Jazz music was not really considered as ‘specialist’ back then. It was all they had, it simply was the popular music of the day and it was huge. The artists of the time were the equivalent of today’s rock stars and enjoyed massive cult status. And in typical ‘rock and roll’ style, when Charlie Parker got his royalty cheques he went out and spent it on hard drugs and women. But, as history has shown when you live life like a rock star you die like a rock star. Parker died on March the 12th 1955 of a ridiculous combination of drug and alcohol related side effects and abuse. Two years later, in 1957, Parker’s long standing trumpet sideman: Miles Davis release an album called “Birth of the cool” which in many ways heralded the end of an era. In every tune you can hear a sense of ‘the end of the party’ as indeed it was. Parker was aware of Bill Haley and Elvis Presley and in truth he didn’t know what else to do. But over in Britain, audiences had no idea of the impact that he had had on the music of the time. When American teens had been swooning to the ballads of Frank Sinatra and jiving to the swing of Duke Ellington, Parker gave them the equivalent of punk music with his loud, fast and ugly, jagged (lyric-less) small-band music. It divided audiences. Those that liked it, loved it, and those that didn’t understand it hated it. It was revolutionary. But in Britain it was irrelevant. Unheard and forgotten even after it had ended.

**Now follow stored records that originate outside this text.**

//! Scoring model
//!
//! The narrow interfaces through which the conformal engines consume external
//! scoring algorithms. Implementations own their hyper-parameters and their fitted
//! state; [`ScoringModel::clone_untrained`] must return a copy without the latter.
use crate::data::{DataRecord, FeatureVector};
use crate::errors::ConformalError;
use std::collections::BTreeMap;

/// Capabilities shared by every scoring model.
pub trait ScoringModel: Send + Sync {
    /// Fit the model to the records, replacing any earlier fit.
    fn fit(&mut self, records: &[DataRecord]) -> Result<(), ConformalError>;

    /// Whether the model has been fit.
    fn is_fitted(&self) -> bool;

    /// An unfitted copy with identical hyper-parameters.
    fn clone_untrained(&self) -> Self
    where
        Self: Sized;

    /// Human readable name, used in log messages.
    fn name(&self) -> &str;
}

/// Classifier producing one decision score per label, larger meaning more likely.
pub trait Classifier: ScoringModel {
    /// Decision score for every label seen during fitting.
    fn predict_scores(&self, features: &FeatureVector) -> Result<BTreeMap<i32, f64>, ConformalError>;

    /// Whether [`Classifier::predict_probabilities`] is implemented.
    fn supports_probabilities(&self) -> bool {
        false
    }

    /// Probability for every label seen during fitting.
    fn predict_probabilities(&self, _features: &FeatureVector) -> Result<BTreeMap<i32, f64>, ConformalError> {
        Err(ConformalError::Unsupported(format!(
            "{} does not produce probabilities",
            self.name()
        )))
    }
}

/// Regressor producing a point prediction.
pub trait Regressor: ScoringModel {
    fn predict_value(&self, features: &FeatureVector) -> Result<f64, ConformalError>;
}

Although Bill Haley may have indeed synthesized the various musical elements that we now know of as sounding like a kind of music we call “rock and roll” he couldn’t escape the fact that, at the time, he looked like someone’s dad. Whereas Elvis was (as they’d say now) “one of us” - he was a teen rebel. He had the poise, the sound and the looks to carry off the innermost painful yearnings that all teenagers could identify with. But, prior to him a whole generation of musicians had been doing just the same, except in Britain they went from being the hottest, hippest thing to being the ‘music your parents listened to’ overnight. And in that context, Elvis Presley killed Jazz. Forever.